1.7 KiB
layout | title | description | category | tags |
---|---|---|---|---|
post | new post |
Designing the Test
My use case is as follows: ingest binary market data from IEX and turn it into a format understandable by each library being tested. Then we'll write a simple program to find total trade volume per ticker, and the highest and lowest bid/ask price per ticker as well.
Note: Market data is the use case here simply because IEX makes the data freely available; no code or analysis in this blog is related to my past or present work.

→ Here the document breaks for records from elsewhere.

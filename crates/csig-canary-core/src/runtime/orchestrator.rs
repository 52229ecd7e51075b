// crates/csig-canary-core/src/runtime/orchestrator.rs
// ============================================================================
// Module: Verification Orchestrator
// Description: Per-target fetch, merge, canonicalize, verify, classify pipeline.
// Purpose: Turn collection targets into ordered, diagnosable verification results.
// Dependencies: serde_json, tokio, crate::core, crate::interfaces
// ============================================================================

//! ## Overview
//! Each target runs the stages `ConfiguringEnvironment -> FetchingMetadata ->
//! FetchingRecords -> FetchingCertificateChain -> Merging -> Canonicalizing ->
//! Verifying -> Done` strictly in order. Every stage appends to the target's
//! message trail as it completes; the trail is part of the result contract.
//!
//! The orchestrator owns the active [`EnvironmentConfig`] and the
//! [`TelemetryRecorder`]. All operations take `&mut self`, so an environment
//! switch can never overlap an in-flight fetch and telemetry always covers
//! exactly one attempt. Targets run sequentially and results keep input order.
//!
//! Target-local failures are folded into that target's result; they never
//! abort the remaining targets. Nothing is retried.

// ============================================================================
// SECTION: Imports
// ============================================================================

use std::future::Future;
use std::sync::Arc;
use std::time::Duration;

use serde_json::Value;
use serde_json::json;
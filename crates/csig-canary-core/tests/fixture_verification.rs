// crates/csig-canary-core/tests/fixture_verification.rs
// ============================================================================
// Module: Fixture Verification Tests
// Description: Embedded fixture self-check through the verification adapter.
// ============================================================================
//! ## Overview
//! The fixture must verify against a primitive that knows it, must fail on a
//! single tampered byte, and must surface a raising or stalled primitive as
//! an error rather than a `false` verdict.

#![allow(
    clippy::panic,
    clippy::print_stdout,
    clippy::print_stderr,
    clippy::unwrap_used,
    clippy::expect_used,
    clippy::use_debug,
    clippy::dbg_macro,
    clippy::panic_in_result_fn,
    clippy::unwrap_in_result,
    reason = "Test-only output and panic-based assertions are permitted."
)]

mod common;

use std::sync::Arc;
use std::time::Duration;

use common::RecordedPrimitive;
use csig_canary_core::ContentSignatureFixture;
use csig_canary_core::ContentSignaturePrimitive;
use csig_canary_core::SignatureVerifier;
use csig_canary_core::SignedContent;
use csig_canary_core::TelemetryRecorder;
use csig_canary_core::fixture::FIXTURE_SIGNATURE;

fn verifier(primitive: &Arc<RecordedPrimitive>) -> SignatureVerifier {
    SignatureVerifier::new(
        Arc::clone(primitive) as Arc<dyn ContentSignaturePrimitive>,
        Duration::from_secs(1),
    )
}

#[tokio::test]
async fn embedded_fixture_verifies() {
    let primitive = Arc::new(RecordedPrimitive::accepting_fixture());
    let telemetry = TelemetryRecorder::new();
    let fixture = ContentSignatureFixture::embedded();

    let verified = verifier(&primitive).verify_fixture(&fixture, &telemetry).await.unwrap();

    assert!(verified);
    let calls = primitive.calls();
    assert_eq!(calls.len(), 1);
    assert_eq!(calls[0].0, fixture.collection_data);
    assert_eq!(calls[0].1, format!("p384ecdsa={FIXTURE_SIGNATURE}"));
    assert_eq!(telemetry.snapshot().pretty().unwrap(), "verification: valid (error: none)");
}

#[tokio::test]
async fn tampered_byte_fails_verification() {
    let primitive = Arc::new(RecordedPrimitive::accepting_fixture());
    let telemetry = TelemetryRecorder::new();
    let fixture = ContentSignatureFixture::embedded();
    let mut tampered = fixture.collection_data.to_vec();
    let last = tampered.len() - 2;
    tampered[last] ^= 0x01;
    let content = SignedContent {
        data: &tampered,
        ..SignedContent::from_fixture(&fixture)
    };

    let verified = verifier(&primitive).verify(content, None, &telemetry).await.unwrap();

    assert!(!verified);
    assert_eq!(telemetry.snapshot().pretty().unwrap(), "verification: invalid (error: invalid)");
}

#[tokio::test]
async fn wrong_signer_fails_verification() {
    let primitive = Arc::new(RecordedPrimitive::accepting_fixture());
    let telemetry = TelemetryRecorder::new();
    let fixture = ContentSignatureFixture::embedded();
    let signer = csig_canary_core::SignerIdentity::from_fragment("remote-settings").unwrap();
    let content = SignedContent {
        signer: &signer,
        ..SignedContent::from_fixture(&fixture)
    };

    assert!(!verifier(&primitive).verify(content, None, &telemetry).await.unwrap());
}

#[tokio::test]
async fn raising_primitive_is_an_error_not_a_verdict() {
    let primitive = Arc::new(RecordedPrimitive::accepting_fixture());
    primitive.raise_on(FIXTURE_SIGNATURE);
    let telemetry = TelemetryRecorder::new();
    let fixture = ContentSignatureFixture::embedded();

    let err = verifier(&primitive).verify_fixture(&fixture, &telemetry).await.unwrap_err();

    assert_eq!(err.bucket, None);
    assert_eq!(err.collection, None);
    assert!(err.cause.contains("InvalidSignatureError"));
    assert!(err.to_string().contains("fixture"));
}

#[tokio::test(start_paused = true)]
async fn stalled_primitive_times_out() {
    let primitive = Arc::new(RecordedPrimitive::accepting_fixture());
    primitive.set_delay(Duration::from_secs(30));
    let telemetry = TelemetryRecorder::new();
    let fixture = ContentSignatureFixture::embedded();

    let err = verifier(&primitive).verify_fixture(&fixture, &telemetry).await.unwrap_err();

    assert_eq!(err.cause, "verification timed out after 1000 ms");
}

Now, the basic criteria used to evaluate each library:
-
The library must have cross-language support, and treat Rust as a first-class citizen.
-
The schema must be able to evolve and add new fields. The information I'm gathering now is fairly simple, but would evolve in the future.
-
Performance is a priority; material performance differences (time to de/serialize, memory usage) matter.
Under those three criteria, we're excluding a lot of systems that may make sense in other contexts:
-
Bincode has great Rust support and a simple wire format (message structure) but isn't usable from other languages and doesn't deal well with schema evolution.
-
Protocol Buffers have great cross-language support, but material performance issues compared to other systems like FlatBuffers.
-
JSON/Msgpack are schema-less; while the wire format is simple, having code generated from a schema is too nice to pass up.
While each of these have a niche they perform well in, they're not suited for the system under consideration.